The Commission’s staff has acknowledged that the impact of current restrictions has grown overly broad and that a focused rulemaking may be appropriate. To assist the staff, the Institute submitted recommendations for new rules and amendments to existing rules.
Many of our suggestions codify positions already agreed to by the Commission in exemptive orders and no-action letters. In all other cases, our proposals are consistent with positions taken by the staff in other contexts.
Once more, let me be clear. Section 17(a) should not be repealed, and we will continue to vigorously oppose any effort to do so. But Section 17 has worked well because the Commission has always been mindful of its core purpose and administered it with common sense. A number current restrictions on affiliated transactions no longer make sense, are failing to serve investors, and therefore should be changed.
Indeed, if the affiliated transaction rules are not modernized, this will add support to those who advocate Section 17(a)’s complete repeal.
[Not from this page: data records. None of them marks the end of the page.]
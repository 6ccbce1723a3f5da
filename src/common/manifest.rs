use crate::common::TransferError;
use crate::crypto::{calculate_file_hash, hash, Nonce, Sha256Digest};
use crate::transfer::chunker::ChunkPlan;
use crate::utils::security::{validate_filename, validate_path};
use serde::{Deserialize, Serialize};
use std::collections::HashSet;
use std::path::{Path, PathBuf};
use walkdir::WalkDir;

/// One file of a transfer, immutable once agreed with the peer
#[derive(Debug, Clone, PartialEq, Serialize, Deserialize)]
#[serde(rename_all = "camelCase")]
pub struct FileEntry {
    pub index: u32,
    pub name: String,
    pub relative_path: String,
    pub size: u64,
    #[serde(with = "hex_digest")]
    pub sha256: Sha256Digest,
    pub nonce: Nonce,
    /// Sender side only
    #[serde(skip)]
    pub full_path: Option<PathBuf>,
}

impl FileEntry {
    pub fn total_chunks(&self, chunk_size: u64) -> u32 {
        ChunkPlan::new(self.size, chunk_size).total_chunks()
    }
}

#[derive(Debug, Clone, Default, PartialEq, Serialize, Deserialize)]
pub struct Manifest {
    pub files: Vec<FileEntry>,
}

impl Manifest {
    /// Build a manifest from local paths. Directories are walked; their own name
    /// becomes the first component of each relative path.
    pub async fn from_paths(paths: &[PathBuf]) -> Result<Self, TransferError> {
        let mut files = Vec::new();

        for path in paths {
            if path.is_dir() {
                let root_name = file_name_of(path)?;
                let mut entries: Vec<PathBuf> = WalkDir::new(path)
                    .follow_links(false)
                    .into_iter()
                    .filter_map(|entry| entry.ok())
                    .filter(|entry| entry.file_type().is_file())
                    .map(|entry| entry.into_path())
                    .collect();
                entries.sort();

                for file in entries {
                    let rel = file
                        .strip_prefix(path)
                        .map_err(|e| TransferError::protocol(e.to_string()))?;
                    let relative_path = Path::new(&root_name).join(rel);
                    files.push(build_entry(files.len(), &file, &relative_path).await?);
                }
            } else {
                let name = file_name_of(path)?;
                files.push(build_entry(files.len(), path, Path::new(&name)).await?);
            }
        }

        let manifest = Self { files };
        manifest.validate()?;
        Ok(manifest)
    }

    pub fn total_chunks(&self, chunk_size: u64) -> u64 {
        self.files
            .iter()
            .map(|f| f.total_chunks(chunk_size) as u64)
            .sum()
    }

    pub fn total_bytes(&self) -> u64 {
        self.files.iter().map(|f| f.size).sum()
    }

    pub fn get(&self, index: u32) -> Option<&FileEntry> {
        self.files.get(index as usize).filter(|f| f.index == index)
    }

    /// Reject anything that would break nonce uniqueness or escape the destination
    pub fn validate(&self) -> Result<(), TransferError> {
        let mut nonces = HashSet::new();
        let mut paths = HashSet::new();

        for (position, file) in self.files.iter().enumerate() {
            if file.index as usize != position {
                return Err(TransferError::protocol(format!(
                    "file indices must be dense, found {} at position {}",
                    file.index, position
                )));
            }
            if !nonces.insert(file.nonce) {
                return Err(TransferError::protocol(format!(
                    "nonce reused by file {}",
                    file.index
                )));
            }
            validate_filename(&file.name).map_err(|e| {
                TransferError::protocol(format!("file {} name: {e}", file.index))
            })?;
            validate_path(&file.relative_path).map_err(|e| {
                TransferError::protocol(format!("file {} path: {e}", file.index))
            })?;
            if !paths.insert(file.relative_path.as_str()) {
                return Err(TransferError::protocol(format!(
                    "duplicate path {} in manifest",
                    file.relative_path
                )));
            }
        }

        Ok(())
    }
}

async fn build_entry(
    index: usize,
    path: &Path,
    relative_path: &Path,
) -> Result<FileEntry, TransferError> {
    let metadata = tokio::fs::metadata(path).await?;
    let sha256 = calculate_file_hash(path).await?;
    let index = u32::try_from(index)
        .map_err(|_| TransferError::protocol("too many files in manifest"))?;

    Ok(FileEntry {
        index,
        name: file_name_of(path)?,
        relative_path: relative_path
            .components()
            .map(|c| c.as_os_str().to_string_lossy())
            .collect::<Vec<_>>()
            .join("/"),
        size: metadata.len(),
        sha256,
        nonce: Nonce::new(),
        full_path: Some(path.to_path_buf()),
    })
}

fn file_name_of(path: &Path) -> Result<String, TransferError> {
    path.file_name()
        .and_then(|n| n.to_str())
        .map(str::to_string)
        .ok_or_else(|| TransferError::protocol(format!("unusable file name: {}", path.display())))
}

mod hex_digest {
    use super::hash::parse_hex_digest;
    use crate::crypto::Sha256Digest;
    use serde::{Deserialize, Deserializer, Serializer};

    pub fn serialize<S: Serializer>(digest: &Sha256Digest, s: S) -> Result<S::Ok, S::Error> {
        s.serialize_str(&hex::encode(digest))
    }

    pub fn deserialize<'de, D: Deserializer<'de>>(d: D) -> Result<Sha256Digest, D::Error> {
        let encoded = String::deserialize(d)?;
        parse_hex_digest(&encoded).map_err(serde::de::Error::custom)
    }
}
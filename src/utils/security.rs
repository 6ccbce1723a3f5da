use std::path::{Component, Path, PathBuf};
use thiserror::Error;

#[derive(Error, Debug, PartialEq, Eq)]
pub enum ValidationError {
    #[error("path contains parent directory (..)")]
    ContainsParentDir,

    #[error("path is absolute")]
    AbsolutePath,

    #[error("path contains invalid component")]
    InvalidComponent,

    #[error("path contains null byte")]
    NullByte,

    #[error("path is empty")]
    Empty,

    #[error("file name contains directory separator")]
    ContainsDirectorySeparator,
}

// Shared checks: empty, null bytes, parent traversal, absolute / prefixed paths
fn validate_path_components(path_str: &str) -> Result<(), ValidationError> {
    if path_str.is_empty() {
        return Err(ValidationError::Empty);
    }

    // \0 would truncate the path at the OS boundary
    if path_str.contains('\0') {
        return Err(ValidationError::NullByte);
    }

    // Backslashes are separators on the sender's side even when they are not here
    let normalized = path_str.replace('\\', "/");
    for component in Path::new(&normalized).components() {
        match component {
            Component::Normal(_) | Component::CurDir => continue,
            Component::ParentDir => return Err(ValidationError::ContainsParentDir),
            Component::RootDir => return Err(ValidationError::AbsolutePath),
            Component::Prefix(_) => return Err(ValidationError::InvalidComponent),
        }
    }

    Ok(())
}

/// Relative path from a manifest: no traversal, not absolute, no null bytes
pub fn validate_path(path: &str) -> Result<(), ValidationError> {
    validate_path_components(path)
}

/// Bare file name: a valid path with no separators at all
pub fn validate_filename(filename: &str) -> Result<(), ValidationError> {
    validate_path_components(filename)?;

    if filename.contains('/') || filename.contains('\\') {
        return Err(ValidationError::ContainsDirectorySeparator);
    }

    Ok(())
}

/// Join a validated manifest path onto the destination directory
pub fn resolve_destination(dest: &Path, relative_path: &str) -> Result<PathBuf, ValidationError> {
    validate_path(relative_path)?;

    let mut target = dest.to_path_buf();
    for part in relative_path.split(['/', '\\']) {
        if part.is_empty() || part == "." {
            continue;
        }
        target.push(part);
    }

    if target == dest {
        return Err(ValidationError::Empty);
    }
    Ok(target)
}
We therefore should heed Lord Macauley’s advice: "Reform, that you may preserve."
* * * * * * *
My remarks this morning have centered on being "wise on time" with respect to changes in legislation and regulation.
We must update 1940 Act rules to meet new conditions. Similarly, we must seek changes in other statutes and regulations that affect investor interests.
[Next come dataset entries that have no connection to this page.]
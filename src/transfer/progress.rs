use std::sync::{Arc, Mutex};
use tokio::sync::watch;

/// Status of an individual file transfer
#[derive(Clone, Debug, PartialEq)]
pub enum FileStatus {
    Waiting,
    InProgress { completed: u32, total: u32 },
    Complete,
    Failed(String),
}

/// Progress info for a single file
#[derive(Clone, Debug, PartialEq)]
pub struct FileProgress {
    pub filename: String,
    pub total_chunks: u32,
    pub status: FileStatus,
}

/// Aggregate transfer progress published to whoever renders it
#[derive(Clone, Debug, Default, PartialEq)]
pub struct TransferProgress {
    pub files: Vec<FileProgress>,
    pub completed_files: usize,
    pub failed_files: usize,
    /// 0.0 - 100.0, capped at 99 until every file is done
    pub percent: f64,
}

impl TransferProgress {
    pub fn is_finished(&self) -> bool {
        !self.files.is_empty() && self.completed_files + self.failed_files >= self.files.len()
    }
}

/// Tracks transfer progress and pushes snapshots on a watch channel
#[derive(Clone)]
pub struct ProgressTracker {
    state: Arc<Mutex<TransferProgress>>,
    sender: Arc<watch::Sender<TransferProgress>>,
}

impl Default for ProgressTracker {
    fn default() -> Self {
        Self::new()
    }
}

impl ProgressTracker {
    pub fn new() -> Self {
        let (sender, _) = watch::channel(TransferProgress::default());
        Self {
            state: Arc::new(Mutex::new(TransferProgress::default())),
            sender: Arc::new(sender),
        }
    }

    pub fn subscribe(&self) -> watch::Receiver<TransferProgress> {
        self.sender.subscribe()
    }

    pub fn snapshot(&self) -> TransferProgress {
        self.with_state(|s| s.clone())
    }

    pub fn init_files(&self, names: Vec<String>, totals: Vec<u32>) {
        self.update(|s| {
            s.files = names
                .into_iter()
                .zip(totals)
                .map(|(filename, total_chunks)| FileProgress {
                    filename,
                    total_chunks,
                    status: FileStatus::Waiting,
                })
                .collect();
            s.completed_files = 0;
            s.failed_files = 0;
        });
    }

    /// One more chunk of `file_index` done. Returns (completed, total) for that file.
    pub fn increment_file(&self, file_index: usize) -> (u32, u32) {
        let mut counts = (0, 0);
        self.update(|s| {
            if let Some(file) = s.files.get_mut(file_index) {
                let total = file.total_chunks;
                let completed = match file.status {
                    FileStatus::InProgress { completed, .. } => completed + 1,
                    _ => 1,
                };
                // total 0: length unknown up front (framed stream)
                let completed = if total == 0 { completed } else { completed.min(total) };
                file.status = FileStatus::InProgress { completed, total };
                counts = (completed, total);
            }
        });
        counts
    }

    pub fn file_complete(&self, file_index: usize) {
        self.update(|s| {
            if let Some(file) = s.files.get_mut(file_index) {
                if file.status != FileStatus::Complete {
                    file.status = FileStatus::Complete;
                    s.completed_files += 1;
                }
            }
        });
    }

    pub fn file_failed(&self, file_index: usize, reason: impl Into<String>) {
        let reason = reason.into();
        self.update(|s| {
            if let Some(file) = s.files.get_mut(file_index) {
                if !matches!(file.status, FileStatus::Failed(_)) {
                    if file.status == FileStatus::Complete {
                        s.completed_files -= 1;
                    }
                    file.status = FileStatus::Failed(reason);
                    s.failed_files += 1;
                }
            }
        });
    }

    fn with_state<T>(&self, f: impl FnOnce(&TransferProgress) -> T) -> T {
        let guard = self.state.lock().unwrap_or_else(|e| e.into_inner());
        f(&*guard)
    }

    fn update(&self, f: impl FnOnce(&mut TransferProgress)) {
        let snapshot = {
            let mut guard = self.state.lock().unwrap_or_else(|e| e.into_inner());
            f(&mut *guard);
            guard.percent = overall_percent(&guard);
            guard.clone()
        };
        self.sender.send_replace(snapshot);
    }
}

fn overall_percent(progress: &TransferProgress) -> f64 {
    if progress.is_finished() {
        return 100.0;
    }

    let (done, total) = progress
        .files
        .iter()
        .fold((0u64, 0u64), |(done, total), file| {
            let finished = match file.status {
                FileStatus::Waiting => 0,
                FileStatus::InProgress { completed, .. } => completed as u64,
                FileStatus::Complete | FileStatus::Failed(_) => file.total_chunks as u64,
            };
            (done + finished, total + file.total_chunks as u64)
        });

    if total == 0 {
        return 0.0;
    }
    // Cap at 99% until explicit completion
    ((done as f64 / total as f64) * 100.0).min(99.0)
}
But, being "wise on time" for investors requires far more than good laws and regulations. Our success as an industry always has depended on the public trust earned by individual mutual fund organizations. The integrity and commitment of each of you here today and our colleagues throughout the industry is our most precious asset.
We must keep up this tradition of excellence.
We must continue to educate our officers, employees and directors to implement the spirit, as well as the letter, of the law.
We must continue to adhere to high business standards and voluntary practices that go beyond law and regulation.
We must continue to do all that we can to inform our shareholders about the risks, as well as the rewards, of investing.
If we remain devoted to these goals, if we and our regulators continue to be "wise on time," I have no doubt that our shareholders and, therefore, our industry, will continue to prosper for many years to come.